Although an endless amount of studies indicate that no activity is perfectly healthy, researchers have found evidence that digital activities like reading, watching TV, and talking on the phone can have a positive impact on a person’s mental performance in unexpected ways. The people who use our technologies the most may have more significant benefits than we expect. Our smartphone, iPad, and computer may provide additional benefits to our mental state such as improved memory, visual learning, and an ability to prioritize information sources. Experts have found that these benefits are commonly associated with people who read on their devices even for short periods of time. These benefits can be seen in children and adults, the digital use of which has been shown to produce positive effects on cognitive function. For example, it is notable that using both computers and phones for two to three hours on a daily basis is the equivalent of four to six hours of physical activity. Just consider this: one person increases his/her calorie consumption by more than 300 calories a day, while another person increases her/his calorie consumption by nearly 2,500 calories. In fact, the authors of this research report that they have found cases of healthy adults who were severely deficient in physical activity over their lifetime, but who upgraded their physical activity when they turned on a computer and started listening to music. The researchers have found that increasing a mental activity (such as reading books, talking on the phone, watching TV, playing computer games) can increase the number of brain cells in a person’s hippocampus. Furthermore, this effect may occur even without any stimulation, as a natural part of brain learning and learning is the addition of new information into one’s collection.

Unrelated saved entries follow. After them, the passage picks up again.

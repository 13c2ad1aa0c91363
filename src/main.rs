use std::sync::Arc;

use bioconsole::config::{self, AppConfig};
use bioconsole::mqtt::{Handler, MqttService, RetryPolicy};
use color_eyre::Result;
use tracing::{info, warn, Level};
use tracing_subscriber::FmtSubscriber;

#[tokio::main]
async fn main() -> Result<()> {
    setup()?;

    let config_path = config::default_config_path();
    let app_config = AppConfig::load(&config_path)?;

    let service = MqttService::new();
    spawn_banner_logger(&service);

    match app_config.mqtt.as_ref() {
        Some(settings) => match settings.broker_config() {
            Some(broker) => {
                if let Err(e) = service.connect(&broker, &RetryPolicy::default()).await {
                    warn!(error = %e, "running without broker; registrations are kept for a later connect");
                }
                if !settings.watch_topics.is_empty() {
                    info!(topics = ?settings.watch_topics, "watching cluster topics");
                    service.subscribe_to_topic(&settings.watch_topics, console_handler(), "console");
                }
            }
            None => info!("mqtt config lists no hosts, staying offline"),
        },
        None => info!("no [mqtt] config section, staying offline"),
    }

    tokio::signal::ctrl_c().await?;
    info!("shutting down");
    service.teardown();
    Ok(())
}

/// Logs every watched message. Retained messages are skipped so a restart
/// does not replay stale readings into the log.
fn console_handler() -> Handler {
    Arc::new(|topic, payload, meta| {
        if meta.retain {
            return;
        }
        match std::str::from_utf8(payload) {
            Ok(text) => info!(%topic, %text, "message"),
            Err(_) => info!(%topic, bytes = payload.len(), "binary message"),
        }
    })
}

/// Surfaces connection-banner changes in the log until a UI is attached.
fn spawn_banner_logger(service: &MqttService) {
    let mut status_rx = service.status();
    tokio::spawn(async move {
        while status_rx.changed().await.is_ok() {
            let status = status_rx.borrow_and_update().clone();
            if let Some(banner) = status.error_messages.last() {
                warn!(state = ?status.connection_state, %banner, "mqtt status");
            }
        }
    });
}

fn setup() -> Result<()> {
    if std::env::var("RUST_LIB_BACKTRACE").is_err() {
        std::env::set_var("RUST_LIB_BACKTRACE", "0")
    }
    color_eyre::install()?;
    if std::env::var("RUST_LOG").is_err() {
        std::env::set_var("RUST_LOG", "info")
    }
    setup_logging_env();
    Ok(())
}

fn setup_logging_env() {
    FmtSubscriber::builder()
        .with_max_level(Level::INFO)
        .with_target(false)
        .with_thread_ids(true)
        .with_file(true)
        .with_line_number(true)
        .pretty()
        .init();
}
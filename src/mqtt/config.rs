use serde::{Deserialize, Serialize};
use std::fmt;
use std::time::Duration;

/// WebSocket flavor used to reach the broker.
#[derive(Deserialize, Serialize, Clone, Copy, Debug, Default, PartialEq, Eq)]
#[serde(rename_all = "lowercase")]
pub enum WsProtocol {
    #[default]
    Ws,
    Wss,
}

impl fmt::Display for WsProtocol {
    fn fmt(&self, f: &mut fmt::Formatter) -> fmt::Result {
        match self {
            WsProtocol::Ws => write!(f, "ws"),
            WsProtocol::Wss => write!(f, "wss"),
        }
    }
}

/// Everything needed for one connection attempt round: candidate hosts in
/// fallback order plus shared protocol, port and credentials.
///
/// Immutable once handed to the connection manager; a changed configuration
/// means a fresh `connect` call.
#[derive(Clone, Debug, PartialEq)]
pub struct BrokerConfig {
    pub hosts: Vec<String>,
    pub protocol: WsProtocol,
    pub port: u16,
    pub username: Option<String>,
    pub password: Option<String>,
}

impl BrokerConfig {
    /// Connection URI for one candidate host, e.g. `ws://unit1.lab:8083/mqtt`.
    pub fn uri_for(&self, host: &str) -> String {
        format!("{}://{}:{}/mqtt", self.protocol, host, self.port)
    }

    /// The full candidate list in its original semicolon-delimited form,
    /// used in user-facing error messages.
    pub fn address_list(&self) -> String {
        self.hosts.join(";")
    }
}

/// Retry envelope for `connect`. The defaults mirror the values the
/// dashboard has always shipped with; no exponential backoff.
#[derive(Clone, Debug, PartialEq)]
pub struct RetryPolicy {
    /// Full rounds over the host list before giving up.
    pub attempts: u32,
    /// Upper bound for a single host attempt.
    pub connect_timeout: Duration,
    /// Pause between rounds (not applied after the final round).
    pub retry_delay: Duration,
}

impl Default for RetryPolicy {
    fn default() -> Self {
        Self {
            attempts: 3,
            connect_timeout: Duration::from_millis(1000),
            retry_delay: Duration::from_millis(100),
        }
    }
}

A study from Missouri State University and the University of Oregon-Madras has found that people may want to consider using digital devices in a more cognitive manner, which could even decrease their overall physical activity. Researchers wanted to find out if distraction was linked to reduced amounts of time spent moving around. According to findings, people who reported working with their laptop or smartphone excessively were less likely to move around, depending on their level of distraction. However, this could only be the case in regards to those people who were distracted by computers. In the more interesting case of those who were removed from technology completely and continued doing their mundane duties, the researchers found that these people were actually better at moving around, despite using their devices for a small amount of time.

Does This Mean You Need to Recharge?

Although the benefits from digital technology have been demonstrated, researchers are concerned that most people may not use computers well. The benefits of a digital presence have been demonstrated in our careers and on our time. However, despite their benefits, a hardwired traditional brain requires more time to process information and remember what you need to remember. It is important to remember that your social and professional activities are productive, but the long-term and lifelong benefits of digital use may not outweigh the short-term risks of depletion, separation, and burnout. In a survey with UCLA students, half of the respondents reported that their computers were their most important work and life tools. In other words, 90 percent of the students felt digital-only life events are associated with significant enhancement to physical and mental performance. The good news is that this disconnection can be overcome, as there are ways to buffer digital usage with extracurricular and simple lifestyle habits.